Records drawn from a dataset
--------------------------------
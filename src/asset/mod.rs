//! Asset copier collaborator.
//!
//! Both stages copy media targets next to their output: Stage A into the
//! intermediate tree, Stage B into the page tree.

use std::fs;
use std::path::{Path, PathBuf};
use std::time::SystemTime;

use rustc_hash::FxHashSet;

use crate::core::BuildError;
use crate::debug;

pub trait AssetCopier {
    /// Copy `source` to `dest`, creating parent directories.
    fn copy(&mut self, source: &Path, dest: &Path) -> Result<(), BuildError>;

    /// Number of files actually written.
    fn copied(&self) -> usize;
}

/// Copies through the file system.
///
/// A destination is written at most once per run, and skipped when it is
/// already newer than its source.
#[derive(Debug, Default)]
pub struct FsCopier {
    seen: FxHashSet<PathBuf>,
    copied: usize,
}

impl FsCopier {
    pub fn new() -> Self {
        Self::default()
    }
}

impl AssetCopier for FsCopier {
    fn copy(&mut self, source: &Path, dest: &Path) -> Result<(), BuildError> {
        if !self.seen.insert(dest.to_path_buf()) {
            return Ok(());
        }
        if dest.exists() && !is_newer_than(source, dest) {
            debug!("asset"; "up to date: {}", dest.display());
            return Ok(());
        }

        if let Some(parent) = dest.parent() {
            fs::create_dir_all(parent).map_err(BuildError::io(parent))?;
        }
        fs::copy(source, dest).map_err(BuildError::io(source))?;
        self.copied += 1;
        Ok(())
    }

    fn copied(&self) -> usize {
        self.copied
    }
}

fn mtime(path: &Path) -> Option<SystemTime> {
    fs::metadata(path).and_then(|m| m.modified()).ok()
}

/// Whether `a` was modified after `b`. False when either is unreadable.
fn is_newer_than(a: &Path, b: &Path) -> bool {
    let (Some(a_time), Some(b_time)) = (mtime(a), mtime(b)) else {
        return false;
    };
    a_time > b_time
}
--------------------------------
→ Required action: Your task is to reproduce exactly the lines that begin at the line containing "Self::default()" and end at the final line of the data above.

→ Task solution:
        Self::default()
    }
}

impl AssetCopier for FsCopier {
    fn copy(&mut self, source: &Path, dest: &Path) -> Result<(), BuildError> {
        if !self.seen.insert(dest.to_path_buf()) {
            return Ok(());
        }
        if dest.exists() && !is_newer_than(source, dest) {
            debug!("asset"; "up to date: {}", dest.display());
            return Ok(());
        }

        if let Some(parent) = dest.parent() {
            fs::create_dir_all(parent).map_err(BuildError::io(parent))?;
        }
        fs::copy(source, dest).map_err(BuildError::io(source))?;
        self.copied += 1;
        Ok(())
    }

    fn copied(&self) -> usize {
        self.copied
    }
}

fn mtime(path: &Path) -> Option<SystemTime> {
    fs::metadata(path).and_then(|m| m.modified()).ok()
}

/// Whether `a` was modified after `b`. False when either is unreadable.
fn is_newer_than(a: &Path, b: &Path) -> bool {
    let (Some(a_time), Some(b_time)) = (mtime(a), mtime(b)) else {
        return false;
    };
    a_time > b_time
}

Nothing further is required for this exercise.